Sylvia
di Leonard
Michaels
Adelphi,
ottobre 2024
pp. 129
€ 12,00
(cartaceo)
€ 6,99
(ebook)
Mi sentii allegramente irresponsabile. Ogni giorno, immaginai, in tutta l’America innumerevoli uomini e donne si facevano a pezzi. Fantastico. Era normale. (p. 54)
Il romanzo
breve Sylvia è stato scritto nel 1992 e nasce come racconto
autobiografico della relazione fra l’autore e la sua prima moglie, Sylvia
Bloch, durata quattro anni circa e conclusasi con il suicidio di lei nel 1965.
L’incipit del romanzo vede il ritorno a New York di Michaels «nel 1960, dopo
due anni di corsi postuniversitari a Berkeley» (p. 11). Il protagonista/autore
ha ventisette anni, tutto un mondo adulto davanti a sé – vuole fare lo
scrittore ma finora ha scritto ben poco – e nel giro di poco tempo – e poche
pagine – incontra Sylvia e se ne innamora. La loro storia
comincia «senza un inizio» (p. 19): si conoscono tramite amici comuni, escono a passeggiare insieme
a loro, tornano nell'appartamento di lei e fanno l’amore.
Da questo momento – da un atto che segna un inizio che ha già il sapore di una fine – incomincia l’incubo a occhi aperti che Michaels descrive per intero, senza tralasciarne il minimo particolare. Come capita in molte coppie giovani, i primi mesi sono un susseguirsi di passione, sesso e furiose discussioni, ma ben presto il lettore comprende che è tutto troppo iperbolico, quasi incendiario. Sin dalle prime pagine, Sylvia si rivela umorale, gelosa, bisognosa di attenzioni, ma soprattutto sospettosa e maniaca del controllo. I giorni diventano mesi vissuti in reclusione nella casa di MacDougal Street, dove la coppia vive in una sorta di reclusione volontaria, isolata dagli amici – da tutte quelle coppie che vivono relazioni a volte infelici ma comunque non malsane –, e dove Leonard è sempre in bilico fra il desiderio di lasciare Sylvia e la paura di perderla.

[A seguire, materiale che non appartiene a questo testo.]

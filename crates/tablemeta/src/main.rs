//! tablemeta - Build and inspect cached table metadata

mod cli;

use anyhow::{Context, Result};
use clap::{ArgAction, Parser, Subcommand};
use std::path::PathBuf;
use tablemeta_core::{LookmlExtractor, MetadataClient, ProjectConfig};
use tracing_subscriber::EnvFilter;

#[derive(Parser)]
#[command(
    name = "tablemeta",
    version,
    about = "Build and inspect cached table metadata extracted from LookML",
    long_about = "Extracts table and column metadata from a LookML file and caches it as JSON.\n\
                  \n\
                  The cache file defaults to {project_id}__{dataset_name}.json and is built on\n\
                  first use. An existing cache file is always preferred over the LookML source.\n\
                  \n\
                  Examples:\n\
                    tablemeta --project p --dataset d build --lookml orders.view.lkml\n\
                    tablemeta --project p --dataset d show\n\
                    tablemeta --project p --dataset d show --table orders\n\
                    tablemeta --project p --dataset d clear-cache\n\
                  \n\
                  Configuration (lowest priority first):\n\
                    ~/.config/tablemeta/tablemeta.toml\n\
                    ./tablemeta.toml                 # or --config <path>\n\
                    command-line flags / environment\n\
                  \n\
                  Environment Variables:\n\
                    TABLEMETA_PROJECT                # Project id\n\
                    TABLEMETA_DATASET                # Dataset name\n\
                    TABLEMETA_CACHE_DIR              # Directory for cache files\n\
                    TABLEMETA_NO_COLOR               # Disable ANSI colors\n\
                    RUST_LOG                         # Log filter (e.g. tablemeta_core=debug)"
)]
struct Cli {
    #[command(subcommand)]
    mode: Mode,

    /// Config file (default: ./tablemeta.toml)
    #[arg(long, global = true)]
    config: Option<PathBuf>,

    /// Project id of the dataset
    #[arg(long, global = true, env = "TABLEMETA_PROJECT")]
    project: Option<String>,

    /// Dataset name
    #[arg(long, global = true, env = "TABLEMETA_DATASET")]
    dataset: Option<String>,

    /// Explicit cache file path (overrides --cache-dir)
    #[arg(long, global = true)]
    metadata_file: Option<PathBuf>,

    /// Directory holding cache files
    #[arg(long, global = true, env = "TABLEMETA_CACHE_DIR")]
    cache_dir: Option<PathBuf>,

    /// Disable ANSI colors
    #[arg(long, global = true, env = "TABLEMETA_NO_COLOR")]
    no_color: bool,

    /// Increase log verbosity (-v info, -vv debug)
    #[arg(short, long, global = true, action = ArgAction::Count)]
    verbose: u8,
}

#[derive(Subcommand)]
enum Mode {
    /// Load the cache, building it from LookML if missing
    Build {
        /// LookML source file
        #[arg(long)]
        lookml: Option<PathBuf>,
        /// JSON file of extra column descriptions ({table: {column: text}})
        #[arg(long)]
        extra_descriptions: Option<PathBuf>,
        /// Output the full record as JSON
        #[arg(long)]
        json: bool,
    },
    /// Show cached metadata without building
    Show {
        /// Only show columns of this table
        #[arg(long, short = 't')]
        table: Option<String>,
        /// Output as JSON
        #[arg(long)]
        json: bool,
    },
    /// Delete the cache file
    ClearCache,
    /// Print the resolved cache file path
    Path,
}

fn init_logging(verbose: u8) {
    let default_filter = match verbose {
        0 => "warn",
        1 => "info",
        _ => "debug",
    };
    let filter =
        EnvFilter::try_from_default_env().unwrap_or_else(|_| EnvFilter::new(default_filter));

    tracing_subscriber::fmt()
        .with_env_filter(filter)
        .with_writer(std::io::stderr)
        .with_target(false)
        .init();
}

fn main() -> Result<()> {
    let cli = Cli::parse();
    init_logging(cli.verbose);

    let cwd = std::env::current_dir().context("Could not determine current directory")?;
    let file_config = cli::load_config(cli.config.as_deref(), &cwd)?;

    let (lookml, extra_descriptions) = match &cli.mode {
        Mode::Build {
            lookml,
            extra_descriptions,
            ..
        } => (lookml.clone(), extra_descriptions.clone()),
        _ => (None, None),
    };

    let config = file_config.merge(ProjectConfig {
        project_id: cli.project,
        dataset_name: cli.dataset,
        lookml_file: lookml,
        metadata_file: cli.metadata_file,
        cache_dir: cli.cache_dir,
        extra_descriptions,
    });
    tracing::debug!(?config, "Resolved configuration");

    let no_color = cli.no_color;

    match cli.mode {
        Mode::Build { json, .. } => run_build(&config, json, no_color),
        Mode::Show { table, json } => run_show(&config, table, json, no_color),
        Mode::ClearCache => run_clear_cache(&config),
        Mode::Path => run_path(&config),
    }
}

fn run_build(config: &ProjectConfig, json: bool, no_color: bool) -> Result<()> {
    let target = cli::resolve_target(config)?;
    let lookml = config
        .lookml_file
        .clone()
        .ok_or(cli::CliError::MissingLookml)?;

    let mut extractor = LookmlExtractor::new(lookml);
    if let Some(extra) = &config.extra_descriptions {
        extractor = extractor.with_extra_descriptions(extra);
    }

    let builder = extractor.into_builder(target.dataset, target.metadata_file);
    let existed = builder.client().cache_exists();
    let record = builder
        .get_metadata()
        .with_context(|| format!("Failed to build metadata for {}", builder.client().dataset()))?;

    if json {
        print_json(record)?;
        return Ok(());
    }

    if existed {
        println!(
            "Loaded {} tables from {}",
            record.len(),
            builder.client().metadata_path().display()
        );
    } else {
        println!(
            "Built {} tables from {} -> {}",
            record.len(),
            builder.extractor().lookml_path().display(),
            builder.client().metadata_path().display()
        );
    }
    println!();
    println!("{}", cli::format_table_summary(record, no_color));
    Ok(())
}

fn run_show(
    config: &ProjectConfig,
    table: Option<String>,
    json: bool,
    no_color: bool,
) -> Result<()> {
    let target = cli::resolve_target(config)?;
    let client = MetadataClient::new(target.dataset, target.metadata_file);

    let record = match client.get_metadata() {
        Ok(record) => record,
        Err(e) if e.is_not_found() => {
            println!("No cache at: {}", client.metadata_path().display());
            println!("Run 'tablemeta build --lookml <file>' to create it.");
            return Ok(());
        }
        Err(e) => return Err(e).context("Failed to read metadata cache"),
    };

    if let Some(name) = table {
        let meta = cli::find_table(record, &name)?;
        if json {
            return print_json(meta);
        }
        println!("{} ({})", name, meta.source_label);
        if !meta.description.is_empty() {
            println!("{}", meta.description);
        }
        println!();
        println!("{}", cli::format_column_table(meta, no_color));
        return Ok(());
    }

    if json {
        return print_json(record);
    }

    if let Some(info) = client.cache_info()? {
        let modified = info
            .modified
            .map(|t| {
                t.with_timezone(&chrono::Local)
                    .format("%Y-%m-%d %H:%M")
                    .to_string()
            })
            .unwrap_or_else(|| "unknown".to_string());
        println!(
            "Cache: {} ({}, modified {})",
            info.path.display(),
            cli::format_size(info.size_bytes),
            modified
        );
        println!();
    }
    println!("{}", cli::format_table_summary(record, no_color));
    Ok(())
}

fn run_clear_cache(config: &ProjectConfig) -> Result<()> {
    let target = cli::resolve_target(config)?;
    let client = MetadataClient::new(target.dataset, target.metadata_file);

    let Some(info) = client.cache_info()? else {
        println!("Cache not found at: {}", client.metadata_path().display());
        println!("Nothing to clear.");
        return Ok(());
    };

    std::fs::remove_file(&info.path)
        .with_context(|| format!("Failed to delete cache: {}", info.path.display()))?;

    println!(
        "Cleared cache: {} ({})",
        info.path.display(),
        cli::format_size(info.size_bytes)
    );
    Ok(())
}

fn run_path(config: &ProjectConfig) -> Result<()> {
    let target = cli::resolve_target(config)?;
    let client = MetadataClient::new(target.dataset, target.metadata_file);
    println!("{}", client.metadata_path().display());
    Ok(())
}

fn print_json<T: serde::Serialize + ?Sized>(value: &T) -> Result<()> {
    let json = serde_json::to_string_pretty(value).context("Failed to serialize metadata")?;
    println!("{}", json);
    Ok(())
}

#[cfg(test)]
mod tests {
    use super::*;
    use tablemeta_core::MetadataRecord;

    #[test]
    fn test_cli_parses_build() {
        let cli = Cli::try_parse_from([
            "tablemeta",
            "--project",
            "p",
            "--dataset",
            "d",
            "build",
            "--lookml",
            "orders.lkml",
            "--json",
        ])
        .unwrap();

        assert_eq!(cli.project.as_deref(), Some("p"));
        match cli.mode {
            Mode::Build { lookml, json, .. } => {
                assert_eq!(lookml, Some(PathBuf::from("orders.lkml")));
                assert!(json);
            }
            _ => panic!("Expected Build"),
        }
    }

    #[test]
    fn test_cli_global_flags_after_subcommand() {
        let cli = Cli::try_parse_from(["tablemeta", "show", "-t", "orders", "-vv"]).unwrap();
        assert_eq!(cli.verbose, 2);
        assert!(matches!(cli.mode, Mode::Show { table: Some(ref t), .. } if t == "orders"));
    }

    #[test]
    fn test_cli_requires_subcommand() {
        assert!(Cli::try_parse_from(["tablemeta"]).is_err());
    }

    #[test]
    fn test_print_json_record() {
        assert!(print_json(&MetadataRecord::new()).is_ok());
    }
}
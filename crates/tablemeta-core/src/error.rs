//! Error types for tablemeta-core
//!
//! A single error hierarchy built with thiserror. `FileNotFound` doubles as the
//! control signal that sends a builder down its extraction path.

use std::path::PathBuf;
use thiserror::Error;

/// Core error type for tablemeta operations
#[derive(Error, Debug)]
pub enum CoreError {
    // ===================
    // IO Errors
    // ===================
    #[error("File not found: {path}")]
    FileNotFound { path: PathBuf },

    #[error("Failed to read file: {path}")]
    FileRead {
        path: PathBuf,
        #[source]
        source: std::io::Error,
    },

    #[error("Failed to write file: {path}")]
    FileWrite {
        path: PathBuf,
        #[source]
        source: std::io::Error,
    },

    #[error("Failed to create directory: {path}")]
    CreateDirectory {
        path: PathBuf,
        #[source]
        source: std::io::Error,
    },

    // ===================
    // Parse Errors
    // ===================
    #[error("Failed to parse JSON in {path}: {message}")]
    JsonParse {
        path: PathBuf,
        message: String,
        #[source]
        source: serde_json::Error,
    },

    #[error("Failed to serialize metadata for {path}")]
    JsonSerialize {
        path: PathBuf,
        #[source]
        source: serde_json::Error,
    },

    #[error("Malformed LookML at line {line} in {path}: {message}")]
    LookmlParse {
        path: PathBuf,
        line: usize,
        message: String,
    },

    #[error("Invalid LookML model in {path}: {message}")]
    LookmlModel { path: PathBuf, message: String },

    // ===================
    // Config Errors
    // ===================
    #[error("Invalid configuration in {path}: {message}")]
    InvalidConfig { path: PathBuf, message: String },
}

impl CoreError {
    /// Map an IO error on `path` to `FileNotFound` or `FileRead`
    pub fn from_read(path: impl Into<PathBuf>, err: std::io::Error) -> Self {
        let path = path.into();
        if err.kind() == std::io::ErrorKind::NotFound {
            CoreError::FileNotFound { path }
        } else {
            CoreError::FileRead { path, source: err }
        }
    }

    pub fn json_parse(path: impl Into<PathBuf>, err: serde_json::Error) -> Self {
        CoreError::JsonParse {
            path: path.into(),
            message: err.to_string(),
            source: err,
        }
    }

    /// True for the missing-input case that triggers a cache build
    pub fn is_not_found(&self) -> bool {
        matches!(self, CoreError::FileNotFound { .. })
    }
}

/// Convenience alias used across the crate
pub type Result<T> = std::result::Result<T, CoreError>;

Quella che conosciamo è solo la versione dell’autore. Il testo, autobiografico, è stato scritto dopo la tragica conclusione della relazione e pubblicato a distanza di quasi trent'anni. È stato sicuramente rielaborato, in tutti questi anni, guardando indietro, aggiungendo considerazioni, tasselli mancanti, con la freddezza che solo le situazioni chiuse possono fornire. In alcune parti il romanzo assume una forma quasi diaristica ed è innegabile che racconti il tutto da una sola prospettiva: quella dell’individuo manipolato, controllato, insomma il lato debole della coppia. A leggere Sylvia la sensazione principale è un senso di claustrofobia costante, che accompagna le giornate e i pensieri del Leonard protagonista, il quale si ritrova sempre più imprigionato nella tela di ragno che Sylvia – il personaggio di finzione e quello reale, che coincidono – intesse con una costanza inossidabile. Chiunque si sia ritrovato in una relazione tossica entra subito in sintonia con il testo: anche spostando il calendario indietro di qualche decennio è infatti impossibile non notare determinati comportamenti, le domande tendenziose, i ricatti morali, il sentirsi senza una via d’uscita da qualcosa che dovrebbe essere fonte di felicità e invece è solo causa di un malessere continuo. Sarebbe però stato interessante – in una linea temporale alternativa – conoscere il resto della storia, ossia la realtà quotidiana vissuta dal punto di vista di Sylvia che, invece, non ha potuto (e non potrà più) raccontare la propria versione.
In quanto lettori, dunque, dobbiamo limitarci a questo racconto unidirezionale, in cui tutto ciò che accade sembra venire fuori da una donna vittima di se stessa, della propria ossessione nei confronti dell’uomo che ha amato, pur in una maniera tutta peculiare, fino all’ultimo istante.